Examples

This section provides comprehensive examples of using KNRscore to compare different dimensionality reduction techniques. Each example demonstrates a specific use case and includes detailed explanations of the results.

High-Dimensional Embedding Comparison: PCA vs t-SNE

In this example, we compare a 50-dimensional PCA embedding with a 2-dimensional t-SNE embedding of the MNIST dataset. This comparison helps us understand how well t-SNE preserves the structure of the high-dimensional PCA space.

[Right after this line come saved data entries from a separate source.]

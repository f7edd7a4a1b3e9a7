//! Exam-day time grid.
//!
//! Defines the half-open minute windows exams occupy, the named day-parts
//! proctors use to state availability, and the catalog of start times an
//! exam may take.
//!
//! # Time Model
//! Times of day are `chrono::NaiveTime`. Occupancy arithmetic is done in
//! whole minutes since midnight. An exam starting at `s` with duration `d`
//! occupies `[s, s + d)`.

use chrono::{NaiveTime, Timelike};
use serde::{Deserialize, Serialize};

/// Latest minute an exam may end at (21:00).
pub const DEFAULT_CUTOFF_MINUTE: u32 = 21 * 60;

/// Granularity of the start-time grid and of cohort collision checks.
pub const SLOT_MINUTES: u32 = 30;

/// Minutes since midnight for a time of day.
#[inline]
pub fn minute_of_day(time: NaiveTime) -> u32 {
    time.num_seconds_from_midnight() / 60
}

/// Time of day for a minute offset. `None` past 23:59.
#[inline]
pub fn time_at_minute(minute: u32) -> Option<NaiveTime> {
    NaiveTime::from_hms_opt(minute / 60, minute % 60, 0)
}

/// A time interval `[start, end)` in minutes since midnight.
///
/// Half-open interval: includes start, excludes end.
#[derive(Debug, Clone, Copy, Serialize, Deserialize, PartialEq, Eq, Hash)]
pub struct TimeWindow {
    /// Interval start (minute, inclusive).
    pub start: u32,
    /// Interval end (minute, exclusive).
    pub end: u32,
}

impl TimeWindow {
    /// Creates a new time window.
    pub fn new(start: u32, end: u32) -> Self {
        Self { start, end }
    }

    /// Window of an exam starting at `start` lasting `duration_minutes`.
    pub fn for_exam(start: NaiveTime, duration_minutes: u32) -> Self {
        let start = minute_of_day(start);
        Self::new(start, start + duration_minutes)
    }

    /// Length of this window in minutes.
    #[inline]
    pub fn duration(&self) -> u32 {
        self.end.saturating_sub(self.start)
    }

    /// Whether a minute falls within this window.
    #[inline]
    pub fn contains(&self, minute: u32) -> bool {
        minute >= self.start && minute < self.end
    }

    /// Whether two windows overlap.
    pub fn overlaps(&self, other: &Self) -> bool {
        self.start < other.end && other.start < self.end
    }

    /// Start minutes of the 30-minute sub-slots covered by this window.
    pub fn sub_slots(&self) -> impl Iterator<Item = u32> + '_ {
        (self.start..self.end).step_by(SLOT_MINUTES as usize)
    }
}

/// Named part of an exam day, as used in proctor availability forms.
#[derive(Debug, Clone, Copy, PartialEq, Eq, Hash, PartialOrd, Ord, Serialize, Deserialize)]
pub enum DayPart {
    /// 07:00 – 13:00.
    Morning,
    /// 13:00 – 18:00.
    Afternoon,
    /// 18:00 – 21:00.
    Evening,
}

impl DayPart {
    /// Day-part containing a start time, if any.
    pub fn of(time: NaiveTime) -> Option<Self> {
        match time.hour() {
            7..=12 => Some(Self::Morning),
            13..=17 => Some(Self::Afternoon),
            18..=20 => Some(Self::Evening),
            _ => None,
        }
    }

    /// Parses a day-part label such as `"Morning"` or
    /// `"6 PM - 9 PM (Evening)"`.
    pub fn from_label(label: &str) -> Option<Self> {
        let lower = label.to_ascii_lowercase();
        if lower.contains("morning") {
            Some(Self::Morning)
        } else if lower.contains("afternoon") {
            Some(Self::Afternoon)
        } else if lower.contains("evening") || lower.contains("night") {
            Some(Self::Evening)
        } else {
            None
        }
    }

    /// Display label matching the availability form.
    pub fn label(&self) -> &'static str {
        match self {
            Self::Morning => "7 AM - 1 PM (Morning)",
            Self::Afternoon => "1 PM - 6 PM (Afternoon)",
            Self::Evening => "6 PM - 9 PM (Evening)",
        }
    }
}

/// Catalog of permitted exam start times.
///
/// Day classes start from the `day` list, night classes from the `evening`
/// list. Every exam must end by `cutoff_minute`.
#[derive(Debug, Clone, Serialize, Deserialize, PartialEq)]
pub struct SlotCatalog {
    /// Day start times (morning and afternoon).
    pub day: Vec<NaiveTime>,
    /// Evening start times, the only ones open to night classes.
    pub evening: Vec<NaiveTime>,
    /// Latest permitted end minute.
    pub cutoff_minute: u32,
}

impl Default for SlotCatalog {
    /// 07:00–17:30 day grid, 18:00–20:30 evening grid, 21:00 cutoff.
    fn default() -> Self {
        Self {
            day: grid(7 * 60, 18 * 60),
            evening: grid(18 * 60, 21 * 60),
            cutoff_minute: DEFAULT_CUTOFF_MINUTE,
        }
    }
}

fn grid(from: u32, until: u32) -> Vec<NaiveTime> {
    (from..until)
        .step_by(SLOT_MINUTES as usize)
        .filter_map(time_at_minute)
        .collect()
}

impl SlotCatalog {
    /// Creates a catalog from explicit lists.
    pub fn new(day: Vec<NaiveTime>, evening: Vec<NaiveTime>) -> Self {
        Self {
            day,
            evening,
            cutoff_minute: DEFAULT_CUTOFF_MINUTE,
        }
    }

    /// Sets the cutoff minute.
    pub fn with_cutoff_minute(mut self, minute: u32) -> Self {
        self.cutoff_minute = minute;
        self
    }

    /// Whether an exam starting at `time` ends by the cutoff.
    pub fn fits(&self, time: NaiveTime, duration_minutes: u32) -> bool {
        TimeWindow::for_exam(time, duration_minutes).end <= self.cutoff_minute
    }

    /// Start times open to a section, in catalog order.
    ///
    /// Night classes take evening times only; day classes take day times
    /// only. Either way the window must end by the cutoff.
    pub fn candidate_times(&self, is_night_class: bool, duration_minutes: u32) -> Vec<NaiveTime> {
        let source = if is_night_class { &self.evening } else { &self.day };
        source
            .iter()
            .copied()
            .filter(|&t| self.fits(t, duration_minutes))
            .collect()
    }

    /// Whether `time` is listed for a section of this kind, ignoring the cutoff.
    pub fn lists(&self, time: NaiveTime, is_night_class: bool) -> bool {
        if is_night_class {
            self.evening.contains(&time)
        } else {
            self.day.contains(&time)
        }
    }
}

# Import required libraries
from sklearn import (manifold, decomposition)
import numpy as np
import KNRscore as knrs

# Load MNIST example data
X, y = knrs.import_example()

# Create PCA embedding (50 dimensions)
X_pca_50 = decomposition.TruncatedSVD(n_components=50).fit_transform(X)

# Create t-SNE embedding (2 dimensions)
X_tsne = manifold.TSNE(n_components=2, init='pca').fit_transform(X)

# Compare embeddings
scores = knrs.compare(X_pca_50, X_tsne, n_steps=5)

# Visualize comparison
fig, ax = knrs.plot(scores, xlabel='PCA (50d)', ylabel='tSNE (2d)')
PCA 50D vs t-SNE 2D Comparison

Interpretation: - The heatmap shows high similarity scores (green/yellow) across different neighborhood sizes - This indicates that t-SNE successfully preserves both local and global structures from the PCA space - The consistent high scores suggest that t-SNE maintains the relative positions of samples well

2D Embedding Comparison: PCA vs t-SNE

Here we compare two 2-dimensional embeddings to understand how different dimensionality reduction techniques represent the same data in low-dimensional space.

# Create 2D PCA embedding
X_pca_2 = decomposition.TruncatedSVD(n_components=2).fit_transform(X)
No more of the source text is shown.